Orbital Decay and Evidence of Disk Formation in the X-ray Binary Pulsar OAO 1657-415

TL;DR

This paper analyzes 19 years of observations of the X-ray binary pulsar OAO 1657-415, revealing evidence of orbital decay and two accretion modes, including the formation of a transient accretion disk.

Contribution

It provides the first long-term frequency history of OAO 1657-415, identifying two accretion modes and confirming orbital decay, indicating a transition from wind-fed to disk-mediated accretion.

Findings

Detection of orbital decay with a rate of approximately -3.40e-6 yr^{-1}

Identification of two accretion modes: steady spin-up and flip-flop behavior

Evidence for transient accretion disk formation in the system

Abstract

OAO 1657-415 is an eclipsing X-ray binary wind-fed pulsar that has exhibited smooth spin-up/spin-down episodes and has undergone several torque reversals throughout its long history of observation.
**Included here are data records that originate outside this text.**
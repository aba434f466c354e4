//! # Costwheel Testkit
//!
//! Test utilities for costwheel.
//!
//! This crate provides:
//! - Chart fixtures, standalone or wired to an in-memory collection
//! - Property-based generators for records, change events and feeds
//! - A reference model of the record store for differential checks
//!
//! ## Usage
//!
//! ```rust,ignore
//! use costwheel_testkit::prelude::*;
//!
//! #[test]
//! fn test_with_chart() {
//!     let (mut chart, _log) = test_chart();
//!     chart.apply_batch(&[added("a", "rent", 100.0)], ms(0));
//!     settle(&mut chart, ms(0));
//! }
//! ```

#![deny(unsafe_code)]
#![warn(missing_docs)]

pub mod fixtures;
pub mod generators;
pub mod model;

/// Prelude module for convenient imports
pub mod prelude {
    pub use crate::fixtures::*;
    pub use crate::generators::*;
    pub use crate::model::*;
}

pub use fixtures::*;
pub use generators::*;
pub use model::*;
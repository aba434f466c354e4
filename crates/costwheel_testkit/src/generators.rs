//! Property-based test generators using proptest.
//!
//! Ids are drawn from a small pool so that duplicate adds, modifications
//! of unknown ids and removals of unknown ids all show up regularly.

use costwheel_core::{ChangeEvent, ChangeKind, Record, RecordId};
use proptest::prelude::*;

/// Number of distinct ids the generators draw from.
pub const ID_POOL: usize = 6;

const NAMES: [&str; 5] = ["rent", "food", "travel", "utilities", "fun"];

/// Strategy for ids from the shared pool.
pub fn record_id_strategy() -> impl Strategy<Value = RecordId> {
    (0..ID_POOL).prop_map(|n| RecordId::new(format!("r{n}")))
}

/// Strategy for record names. Names repeat across ids.
pub fn name_strategy() -> impl Strategy<Value = String> {
    prop::sample::select(NAMES.to_vec()).prop_map(str::to_string)
}

/// Strategy for valid costs, zero included.
pub fn cost_strategy() -> impl Strategy<Value = f64> {
    prop_oneof![
        1 => Just(0.0),
        8 => 0.01f64..10_000.0,
    ]
}

/// Strategy for costs an upstream might send, garbage included.
pub fn untrusted_cost_strategy() -> impl Strategy<Value = f64> {
    prop_oneof![
        8 => cost_strategy(),
        1 => -1000.0f64..0.0,
        1 => Just(f64::NAN),
        1 => Just(f64::INFINITY),
    ]
}

/// Strategy for a record from the shared id pool.
pub fn record_strategy() -> impl Strategy<Value = Record> {
    (record_id_strategy(), name_strategy(), cost_strategy())
        .prop_map(|(id, name, cost)| Record::new(id, name, cost))
}

/// Strategy for change kinds.
pub fn change_kind_strategy() -> impl Strategy<Value = ChangeKind> {
    prop_oneof![
        3 => Just(ChangeKind::Added),
        2 => Just(ChangeKind::Modified),
        2 => Just(ChangeKind::Removed),
    ]
}

/// Strategy for a single change event.
pub fn change_event_strategy() -> impl Strategy<Value = ChangeEvent> {
    (change_kind_strategy(), record_strategy())
        .prop_map(|(kind, record)| ChangeEvent { kind, record })
}

/// Strategy for one feed delivery, possibly empty.
pub fn batch_strategy() -> impl Strategy<Value = Vec<ChangeEvent>> {
    prop::collection::vec(change_event_strategy(), 0..8)
}

/// Strategy for a sequence of deliveries.
pub fn feed_strategy() -> impl Strategy<Value = Vec<Vec<ChangeEvent>>> {
    prop::collection::vec(batch_strategy(), 1..12)
}

/// Strategy for records with distinct ids and arbitrary costs.
pub fn distinct_records_strategy() -> impl Strategy<Value = Vec<Record>> {
    prop::collection::vec((name_strategy(), untrusted_cost_strategy()), 0..24).prop_map(
        |pairs| {
            pairs
                .into_iter()
                .enumerate()
                .map(|(n, (name, cost))| Record::new(format!("d{n}"), name, cost))
                .collect()
        },
    )
}

/// Strategy for millisecond gaps between deliveries, from back-to-back
/// to well past a full transition.
pub fn gap_strategy() -> impl Strategy<Value = u64> {
    prop_oneof![
        1 => Just(0u64),
        4 => 1u64..750,
        1 => 750u64..2000,
    ]
}
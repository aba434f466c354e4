//! Records and the record store.

mod id;
mod store;

pub use id::RecordId;
pub use store::{ApplyOutcome, RecordStore};

use serde::{Deserialize, Serialize};

/// A cost-bearing record, one slice of the chart.
#[derive(Debug, Clone, PartialEq, Serialize, Deserialize)]
pub struct Record {
    /// Unique key issued by the persistence collaborator.
    pub id: RecordId,
    /// Display name; also keys the slice color.
    #[serde(default)]
    pub name: String,
    /// Cost; drives the slice's angular share.
    #[serde(default)]
    pub cost: f64,
}

impl Record {
    /// Creates a record.
    pub fn new(id: impl Into<RecordId>, name: impl Into<String>, cost: f64) -> Self {
        Self {
            id: id.into(),
            name: name.into(),
            cost,
        }
    }

    /// Returns the cost used for layout.
    ///
    /// Negative and non-finite costs come from a misbehaving upstream and
    /// are clamped to zero.
    #[must_use]
    pub fn layout_cost(&self) -> f64 {
        if self.cost.is_finite() && self.cost > 0.0 {
            self.cost
        } else {
            0.0
        }
    }
}
//! Record identifier.

use serde::{Deserialize, Serialize};
use std::borrow::Borrow;
use std::fmt;
use uuid::Uuid;

/// Unique identifier for a record.
///
/// Record ids are opaque keys issued by the persistence collaborator.
/// The core never interprets them beyond equality and hashing.
#[derive(Clone, PartialEq, Eq, PartialOrd, Ord, Hash, Serialize, Deserialize)]
#[serde(transparent)]
pub struct RecordId(String);

impl RecordId {
    /// Creates a record id from any string key.
    #[must_use]
    pub fn new(key: impl Into<String>) -> Self {
        Self(key.into())
    }

    /// Creates a fresh random record id.
    #[must_use]
    pub fn generate() -> Self {
        Self(Uuid::new_v4().simple().to_string())
    }

    /// Returns the key as a string slice.
    #[inline]
    #[must_use]
    pub fn as_str(&self) -> &str {
        &self.0
    }
}

impl Borrow<str> for RecordId {
    fn borrow(&self) -> &str {
        &self.0
    }
}

impl From<&str> for RecordId {
    fn from(key: &str) -> Self {
        Self::new(key)
    }
}

impl From<String> for RecordId {
    fn from(key: String) -> Self {
        Self(key)
    }
}

impl fmt::Debug for RecordId {
    fn fmt(&self, f: &mut fmt::Formatter<'_>) -> fmt::Result {
        write!(f, "RecordId({})", self.0)
    }
}

impl fmt::Display for RecordId {
    fn fmt(&self, f: &mut fmt::Formatter<'_>) -> fmt::Result {
        f.write_str(&self.0)
    }
}
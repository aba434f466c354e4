//! Chart statistics.

use crate::record::ApplyOutcome;

/// Counters describing what the chart has processed.
///
/// Values only ever increase.
#[derive(Debug, Clone, Default, PartialEq, Eq)]
pub struct ChartStats {
    /// Feed batches applied.
    pub batches_applied: u64,
    /// Change events applied, recovered ones included.
    pub events_applied: u64,
    /// Additions ignored because the id already existed.
    pub duplicate_adds_ignored: u64,
    /// Modifications of unknown ids turned into additions.
    pub implicit_adds: u64,
    /// Removals of unknown ids ignored.
    pub unknown_removes_ignored: u64,
    /// Reconciliation cycles run.
    pub cycles: u64,
    /// Elements created.
    pub elements_entered: u64,
    /// Elements destroyed after their exit transition.
    pub elements_exited: u64,
    /// Clicks dispatched to the interaction handler.
    pub clicks: u64,
}

impl ChartStats {
    /// Creates zeroed stats.
    pub fn new() -> Self {
        Self::default()
    }

    pub(crate) fn record_outcome(&mut self, outcome: ApplyOutcome) {
        self.events_applied += 1;
        match outcome {
            ApplyOutcome::DuplicateIgnored => self.duplicate_adds_ignored += 1,
            ApplyOutcome::ImplicitInsert => self.implicit_adds += 1,
            ApplyOutcome::UnknownRemoveIgnored => self.unknown_removes_ignored += 1,
            ApplyOutcome::Inserted | ApplyOutcome::Replaced | ApplyOutcome::Removed => {}
        }
    }

    /// Total events that needed a fallback policy.
    pub fn recovered_events(&self) -> u64 {
        self.duplicate_adds_ignored + self.implicit_adds + self.unknown_removes_ignored
    }
}
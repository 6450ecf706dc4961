//! CLI command handling
//!
//! Dispatches CLI commands to the runner components and formats output.

use std::path::{Path, PathBuf};
use std::str::FromStr;
use std::time::Duration;

use colored::Colorize;

use crate::commands::{Commands, DebugMode};
use crate::common::config::Settings;
use crate::common::{Error, Result};
use crate::debugging::{base_commands, CliDebugger, DebugScript, DebugSession, DebugTarget, DumpAnalyzer};
use crate::dotnet::{DiagTool, Platform, Rid};
use crate::pipeline::PipelineRunner;
use crate::process::{CommandSpec, EnvironmentSnapshot, InvocationResult, InvokeOptions, ProcessInvoker};
use crate::testing::{expand_for_current_host, DumpCampaign, RunConfiguration, TestTemplate};

/// Dispatch a CLI command
pub async fn dispatch(command: Commands, settings: &Settings) -> Result<()> {
    match command {
        Commands::Plan { template, json } => {
            let configs = load_configurations(&template)?;
            if json {
                println!("{}", serde_json::to_string_pretty(&configs)?);
            } else {
                for config in &configs {
                    print_configuration(config);
                }
            }
            Ok(())
        }

        Commands::Run {
            template,
            skip_init,
            log_dir: _,
        } => {
            let configs = load_configurations(&template)?;
            let campaign = DumpCampaign::new(settings, skip_init);
            let summaries = campaign.run(&configs).await;

            let failed: Vec<&str> = summaries
                .iter()
                .filter(|s| !s.passed())
                .map(|s| s.test_name.as_str())
                .collect();

            println!(
                "\n{} passed, {} failed",
                (summaries.len() - failed.len()).to_string().green(),
                failed.len().to_string().red()
            );

            if failed.is_empty() {
                Ok(())
            } else {
                Err(Error::StepFailed(format!(
                    "configurations failed: {}",
                    failed.join(", ")
                )))
            }
        }

        Commands::Debug {
            mode,
            target,
            debugger,
            rid,
            script_out,
            extension,
            commands,
            log,
            verbose,
        } => {
            let platform = match rid {
                Some(rid) => Rid::from_str(&rid)?.platform(),
                None => Platform::current(),
            };
            let extension = match (platform, extension.or_else(|| settings.debuggers.extension.clone())) {
                (_, Some(ext)) => ext,
                (Platform::Windows, None) => {
                    return Err(Error::missing_field(
                        "--extension",
                        "Windows debuggers need the managed debugging extension to load",
                    ))
                }
                (Platform::Unix, None) => PathBuf::new(),
            };
            let debugger = match debugger {
                Some(path) => CliDebugger::new(path, platform),
                None => CliDebugger::from_settings(settings, platform)?,
            };

            let commands = if commands.is_empty() {
                base_commands()
            } else {
                commands
            };
            let script = DebugScript::build(platform, &extension, &commands);
            let session = DebugSession::new(EnvironmentSnapshot::from_process(), script_out)
                .echo(verbose || settings.output.echo);

            let target = parse_target(mode, &target)?;
            let result = debugger.debug(&target, &script, &session).await?;
            finish(&result, log.as_deref()).await
        }

        Commands::Analyze {
            dump,
            dotnet,
            tool,
            commands,
            log,
            verbose,
        } => {
            let commands = if commands.is_empty() {
                base_commands()
            } else {
                commands
            };
            let result = DumpAnalyzer::new(dotnet, tool)
                .analyze(
                    &EnvironmentSnapshot::from_process(),
                    Path::new(""),
                    &dump,
                    &commands,
                    verbose || settings.output.echo,
                )
                .await;
            finish(&result, log.as_deref()).await
        }

        Commands::Monitor {
            seconds,
            log,
            program,
            args,
        } => {
            let duration = seconds
                .map(Duration::from_secs)
                .unwrap_or_else(|| settings.timeouts.monitor());
            warn_if_not_monitoring(&program);
            let spec = CommandSpec::new(program, EnvironmentSnapshot::from_process()).args(args);
            let result = ProcessInvoker::new()
                .with_teardown_grace(settings.timeouts.teardown_grace())
                .invoke_with_timeout(&spec, InvokeOptions::captured().with_echo(true), duration)
                .await;
            finish(&result, log.as_deref()).await
        }
    }
}

/// Known tools that never run until stopped will just exit early
fn warn_if_not_monitoring(program: &Path) {
    let tool = program
        .file_stem()
        .and_then(|s| s.to_str())
        .and_then(|s| s.parse::<DiagTool>().ok());
    if let Some(tool) = tool {
        if !tool.has_monitor_mode() {
            tracing::warn!("{} has no monitor mode; it will likely exit on its own", tool);
        }
    }
}

fn load_configurations(template: &Path) -> Result<Vec<RunConfiguration>> {
    let template = TestTemplate::load(template)?;
    expand_for_current_host(&template)
}

fn parse_target(mode: DebugMode, target: &str) -> Result<DebugTarget> {
    match mode {
        DebugMode::Dump => Ok(DebugTarget::Dump(PathBuf::from(target))),
        DebugMode::Launch => Ok(DebugTarget::Launch(PathBuf::from(target))),
        DebugMode::Attach => target
            .parse::<u32>()
            .map(DebugTarget::Process)
            .map_err(|e| Error::InvalidTarget(format!("'{}' is not a process id: {}", target, e))),
    }
}

/// Report a single result and optionally log it
///
/// A process that could not be started is an error; anything it printed to
/// stderr is only reported.
async fn finish(result: &InvocationResult, log: Option<&Path>) -> Result<()> {
    if let Some(log) = log {
        PipelineRunner::record_single(log, result).await?;
    }

    if let Some(cause) = &result.failure {
        println!("  {} {}", "✗".red(), result.command.dimmed());
        return Err(Error::StepFailed(cause.to_string()));
    }

    if result.is_failure() {
        println!("  {} {}", "✗".red(), result.command.dimmed());
        eprint!("{}", result.stderr);
    } else {
        println!("  {} {}", "✓".green(), result.command.dimmed());
    }
    if !result.stdout.is_empty() {
        print!("{}", result.stdout);
    }
    Ok(())
}

fn print_configuration(config: &RunConfiguration) {
    println!("{}", config.test_name.white().bold());
    println!("  SDK:       {}", config.sdk_root.display());
    println!("  Tool:      {}", config.tool_root.display());
    println!("  Dumps:     {}", config.dump_folder.display());
    println!("  Analysis:  {}", config.analysis_folder.display());
    println!("  Build:     {} ({})", config.build_folder.display(), config.build_config);
    let apps: Vec<&str> = config.apps.iter().map(|a| a.name.as_str()).collect();
    println!("  Apps:      {}", apps.join(", ").dimmed());
}

#[cfg(test)]
mod tests {
    use super::*;

    #[test]
    fn test_parse_target() {
        assert_eq!(
            parse_target(DebugMode::Attach, "1234").unwrap(),
            DebugTarget::Process(1234)
        );
        assert_eq!(
            parse_target(DebugMode::Dump, "/d/core.1").unwrap(),
            DebugTarget::Dump(PathBuf::from("/d/core.1"))
        );
        assert!(matches!(
            parse_target(DebugMode::Attach, "app").unwrap_err(),
            Error::InvalidTarget(_)
        ));
    }
}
We present a frequency history spanning nearly 19 years of observations from the Burst and Transient Source Experiment (CGRO/BATSE) and from the Gamma-Ray Burst Monitor (Fermi/GBM). The analysis suggests two modes of accretion: one resulting in steady spin-up during which we believe a stable accretion disk is present and one that results in what appears to be a random walk in spin frequency where an unstable accretion disk forms alternating in direction ("flip flop"). Orbital elements of the pulsar system are determined at several intervals throughout this history. With these ephemerides, statistically significant orbital decay ($\dot{P}/P =(-3.40 \pm0.15)\times10^{-6} \mathrm{yr^{-1}}$) is established suggesting a transition between wind-fed and disk-mediated accretion.